About: David Andrew Nichols, Peoples of the Inland Sea: Native Americans and Newcomers in the Great Lakes Region, 1600–1870, Ohio University Press


by Juliette Tran , 14 September 2020


Interactions between Native Americans and Europeans in the Great Lakes Region have been the subject of groundbreaking works in American history. But there was more to the story than previously thought, as D. Nichols underlines Lakes Indians’ effective forms of resistance and strategies of survival

Stretching from the outflow of Lake Ontario into the Saint Lawrence River in the East to present-day Minnesota in the American Midwest, the Great Lakes region has a long history of human occupation. These resource-rich “inland seas” and their surrounding shorelands and woodlands attracted Paleo Indians, Pre Columbian Indians, and European newcomers from the seventeenth-century onward. The history of contact between Europeans and Lakes Indians has produced landmarks in American historiography, from Francis Parkman’s Conspiracy of Pontiac in the middle of the nineteenth century to Richard White’s groundbreaking Middle Ground in 1991. [1] The author of two books about Indian white relations on the American frontier—Red Gentlemen and White Savages (2008) and Engines of Diplomacy (2016)—, Andrew David Nichols has drawn on recent historiography to write a new, synthetic history of the Great Lakes region in the contact era (1600 1870). Intended as a synthesis of contemporary studies for the classroom, Peoples of the Inland Sea nonetheless challenges several conventional ideas about Native American history. Emphasis is placed on the Lakes Indians’ use of interethnicity, various strategies of autonomy, and lasting presence in the Lakes throughout the period.

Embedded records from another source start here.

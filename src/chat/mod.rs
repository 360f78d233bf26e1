// SPDX-FileCopyrightText: 2026 Bruno Meilick
// SPDX-License-Identifier: LicenseRef-TutorGPT-FreeUse-NoCopy-NoDerivatives
//
// All rights reserved.
//
// This file is part of TutorGPT and is proprietary software.
// Unauthorized copying, modification, or distribution is prohibited.

//! Chat session controller.
//!
//! A send runs in three phases so the UI thread never blocks on the network:
//! [`ChatSession::begin_send`] records the user's messages and plans one request,
//! [`TutorBackend::dispatch`] performs it (on any task), and [`ChatSession::complete`] appends
//! the bot reply. [`ChatSession::send`] chains all three.
//!
//! Each request is tagged with the conversation generation it was planned for. Switching the
//! active conversation discards the transcript and bumps the generation, so replies for the old
//! conversation are dropped.

use crate::api::{ApiError, TutorBackend, TutorRequest, TutorResponse};
use crate::files::FileTracker;
use crate::model::{Attachment, ChatMessage, ConversationId, FileSource, Flashcard};

pub const DEFAULT_STUDENT_ID: &str = "student123";
pub const NO_CONVERSATION_WARNING: &str =
    "⚠️ Please select a subject and topic from the settings sidebar to start chatting.";
pub const TRANSPORT_ERROR_REPLY: &str = "⚠️ Error communicating with the tutor.";
pub const NO_RESPONSE_REPLY: &str = "No response received.";
pub const FLASHCARDS_FAILED_REPLY: &str = "Could not generate flashcards.";

fn flashcards_generated_reply(count: usize) -> String {
    format!("📘 Flashcards generated ({count} items)!")
}

/// A request planned by [`ChatSession::begin_send`], waiting to be dispatched.
#[derive(Debug, Clone, PartialEq, Eq)]
pub struct PendingRequest {
    generation: u64,
    request: TutorRequest,
}

impl PendingRequest {
    pub fn generation(&self) -> u64 {
        self.generation
    }

    pub fn request(&self) -> &TutorRequest {
        &self.request
    }

    fn subject(&self) -> Option<&str> {
        match &self.request {
            TutorRequest::Flashcards { subject, .. } => subject.as_deref(),
            TutorRequest::Chat { .. } => None,
        }
    }
}

#[derive(Debug, Clone, PartialEq, Eq)]
pub enum SendPlan {
    /// Blank text and no files; nothing happened.
    Empty,
    /// No active conversation; a warning was appended.
    NoConversation,
    /// A request is already in flight; nothing happened.
    Busy,
    Dispatch(PendingRequest),
}

#[derive(Debug, Clone, PartialEq, Eq)]
pub enum SendOutcome {
    Empty,
    NoConversation,
    Busy,
    /// A bot reply was appended; `flashcards` holds any cards the tutor generated.
    Completed { flashcards: Vec<Flashcard> },
}

#[derive(Debug, Clone)]
pub struct ChatSession {
    student_id: String,
    conversation_id: Option<ConversationId>,
    generation: u64,
    pending: bool,
    messages: Vec<ChatMessage>,
}

impl Default for ChatSession {
    fn default() -> Self {
        Self::new(DEFAULT_STUDENT_ID)
    }
}

impl ChatSession {
    pub fn new(student_id: impl Into<String>) -> Self {
        Self {
            student_id: student_id.into(),
            conversation_id: None,
            generation: 0,
            pending: false,
            messages: Vec::new(),
        }
    }

    pub fn student_id(&self) -> &str {
        &self.student_id
    }

    pub fn conversation_id(&self) -> Option<&ConversationId> {
        self.conversation_id.as_ref()
    }

    pub fn messages(&self) -> &[ChatMessage] {
        &self.messages
    }

    pub fn is_pending(&self) -> bool {
        self.pending
    }

    pub fn generation(&self) -> u64 {
        self.generation
    }

    /// Follows the active conversation. A change clears the transcript and orphans any request
    /// still in flight. Returns whether the conversation changed.
    pub fn sync_conversation(&mut self, conversation_id: Option<&ConversationId>) -> bool {
        if self.conversation_id.as_ref() == conversation_id {
            return false;
        }
        tracing::debug!(
            from = ?self.conversation_id.as_ref().map(ConversationId::as_str),
            to = ?conversation_id.map(ConversationId::as_str),
            "conversation changed; clearing transcript"
        );
        self.conversation_id = conversation_id.cloned();
        self.generation += 1;
        self.pending = false;
        self.messages.clear();
        true
    }

    /// Records the user's side of a send and plans the request for it.
    ///
    /// Files are tracked with source `chat`. With files present only the first one is uploaded
    /// (for flashcard generation, tagged with `subject_name`); the text is then shown but not
    /// sent. Without files the text goes to the chat endpoint.
    pub fn begin_send(
        &mut self,
        text: &str,
        files: &[Attachment],
        tracker: &mut FileTracker,
        subject_name: Option<&str>,
    ) -> SendPlan {
        let has_text = !text.trim().is_empty();
        if !has_text && files.is_empty() {
            return SendPlan::Empty;
        }
        let Some(conversation_id) = self.conversation_id.clone() else {
            self.messages.push(ChatMessage::bot(NO_CONVERSATION_WARNING));
            return SendPlan::NoConversation;
        };
        if self.pending {
            tracing::debug!("chat request already pending; ignoring send");
            return SendPlan::Busy;
        }

        tracker.add_files(files, FileSource::Chat);
        self.messages
            .extend(files.iter().cloned().map(ChatMessage::user_file));
        if has_text {
            self.messages.push(ChatMessage::user_text(text));
        }

        let request = match files.first() {
            Some(file) => {
                if files.len() > 1 {
                    tracing::debug!(
                        skipped = files.len() - 1,
                        "only the first attachment is uploaded"
                    );
                }
                TutorRequest::Flashcards {
                    file: file.clone(),
                    subject: subject_name.map(ToOwned::to_owned),
                }
            }
            None => TutorRequest::Chat {
                student_id: self.student_id.clone(),
                conversation_id,
                message: text.to_owned(),
            },
        };

        self.pending = true;
        SendPlan::Dispatch(PendingRequest {
            generation: self.generation,
            request,
        })
    }

    /// Appends the bot reply for `request`.
    ///
    /// Returns the generated flashcards, or `None` when the conversation changed since the
    /// request was planned (the reply is dropped).
    pub fn complete(
        &mut self,
        request: &PendingRequest,
        result: Result<TutorResponse, ApiError>,
    ) -> Option<Vec<Flashcard>> {
        if request.generation != self.generation {
            tracing::debug!(
                request_generation = request.generation,
                generation = self.generation,
                "dropping reply for a previous conversation"
            );
            return None;
        }
        self.pending = false;

        let (reply, flashcards) = match result {
            Ok(TutorResponse::Chat(response)) => (
                response
                    .reply
                    .unwrap_or_else(|| NO_RESPONSE_REPLY.to_owned()),
                Vec::new(),
            ),
            Ok(TutorResponse::Flashcards(response)) if response.is_ok() => (
                flashcards_generated_reply(response.flashcards.len()),
                response.cards(request.subject()),
            ),
            Ok(TutorResponse::Flashcards(_)) => (FLASHCARDS_FAILED_REPLY.to_owned(), Vec::new()),
            Err(err) => {
                tracing::warn!(error = %err, "tutor request failed");
                (TRANSPORT_ERROR_REPLY.to_owned(), Vec::new())
            }
        };
        self.messages.push(ChatMessage::bot(reply));
        Some(flashcards)
    }

    /// Plans, dispatches and completes a send in one go.
    pub async fn send<B>(
        &mut self,
        backend: &B,
        text: &str,
        files: &[Attachment],
        tracker: &mut FileTracker,
        subject_name: Option<&str>,
    ) -> SendOutcome
    where
        B: TutorBackend + ?Sized,
    {
        let pending = match self.begin_send(text, files, tracker, subject_name) {
            SendPlan::Empty => return SendOutcome::Empty,
            SendPlan::NoConversation => return SendOutcome::NoConversation,
            SendPlan::Busy => return SendOutcome::Busy,
            SendPlan::Dispatch(pending) => pending,
        };
        let result = backend.dispatch(pending.request()).await;
        SendOutcome::Completed {
            flashcards: self.complete(&pending, result).unwrap_or_default(),
        }
    }
}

In Nichols’s history of the Great Lakes region, Richard White’s metaphorical “middle ground” is replaced by a much more “native ground,” a term borrowed from historian Kathleen DuVal. [2] Joining other contemporary historians, Nichols argues that when dealing with white newcomers, Lakes Indians long retained the upper hand, and that the balance of power tipped only after 1795 (p. 7-8). Throughout the period, Indians of the Great Lakes adopted economic and military strategies of survival and cultural strategies of “survivance” (p. 3). [3] These strategies allowed them to impede or delay white dominance and to maintain their native identities.

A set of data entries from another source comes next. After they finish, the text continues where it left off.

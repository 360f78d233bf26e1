// SPDX-FileCopyrightText: 2026 Bruno Meilick
// SPDX-License-Identifier: LicenseRef-TutorGPT-FreeUse-NoCopy-NoDerivatives
//
// All rights reserved.
//
// This file is part of TutorGPT and is proprietary software.
// Unauthorized copying, modification, or distribution is prohibited.

//! TutorGPT CLI entrypoint.
//!
//! Runs the interactive TUI. Subjects persist under `<data-dir>/storage` unless `--demo` is
//! given, in which case nothing is written.

use std::error::Error;
use std::path::PathBuf;
use std::sync::Arc;

use clap::Parser;

use tutorgpt::api::{HttpTutorClient, TutorBackend};
use tutorgpt::chat::ChatSession;
use tutorgpt::config::{Overrides, TutorConfig};
use tutorgpt::store::{LocalPersistence, MemoryStorage, StorageDir};
use tutorgpt::subjects::SubjectStore;

#[derive(Debug, Parser)]
#[command(name = "tutorgpt", version, about = "Terminal client for the TutorGPT study assistant")]
struct Cli {
    /// Tutor service base URL (skips origin resolution).
    #[arg(long, value_name = "URL")]
    api_base: Option<String>,

    /// Browser origin used to derive the service URL inside a codespace.
    #[arg(long, value_name = "URL")]
    origin: Option<String>,

    /// Directory for stored subjects and the log file.
    #[arg(long, value_name = "DIR")]
    data_dir: Option<PathBuf>,

    #[arg(long, value_name = "ID")]
    student_id: Option<String>,

    /// Config file to read instead of the default location. Must exist.
    #[arg(long, value_name = "FILE")]
    config: Option<PathBuf>,

    /// Keep subjects in memory only.
    #[arg(long)]
    demo: bool,
}

impl Cli {
    fn overrides(&self) -> Overrides {
        Overrides {
            api_base: self.api_base.clone(),
            origin: self.origin.clone(),
            data_dir: self.data_dir.clone(),
            student_id: self.student_id.clone(),
        }
    }
}

fn main() {
    let cli = Cli::parse();
    if let Err(err) = run(cli) {
        eprintln!("tutorgpt: {err}");
        std::process::exit(1);
    }
}

fn run(cli: Cli) -> Result<(), Box<dyn Error>> {
    let config = TutorConfig::load(&cli.overrides(), cli.config.as_deref())?;
    if !tutorgpt::logging::init(&config.log_path())? {
        eprintln!("tutorgpt: logging already initialised");
    }
    tracing::info!(
        base_url = %config.base_url,
        data_dir = %config.data_dir.display(),
        demo = cli.demo,
        "starting tutorgpt"
    );

    let runtime = tokio::runtime::Builder::new_multi_thread()
        .enable_all()
        .build()?;
    let backend: Arc<dyn TutorBackend> = Arc::new(HttpTutorClient::new(
        config.base_url.clone(),
        config.request_timeout,
    )?);
    let chat = ChatSession::new(config.student_id.clone());
    let handle = runtime.handle().clone();

    if cli.demo {
        let store = SubjectStore::open(LocalPersistence::new(MemoryStorage::new()));
        tutorgpt::tui::run(store, chat, backend, handle)
    } else {
        let storage =
            StorageDir::new(config.storage_dir()).with_durability(config.write_durability);
        let store = SubjectStore::open(LocalPersistence::new(storage));
        tutorgpt::tui::run(store, chat, backend, handle)
    }
}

Two hundred pages long, divided into ten chapters, Nichols’s book stands at the crossroads of ethnohistory and contact history, borderland history and the history of the United States. Illustrated by two maps (p. 38 and p. 127), its geographical scope covers the entire Lakes region from the upper Lakes country—the borderland between the United States and Canada—to the southern Lakes country—the Ohio River valley—and from the eastern reaches of historical Iroquoia to present-day Wisconsin in the West.

Partie Occidentale de la Nouvelle France ou Canada par Mr. Bellin, Ingénieur de la Marine, 1755. (Western Part of New France or Canada)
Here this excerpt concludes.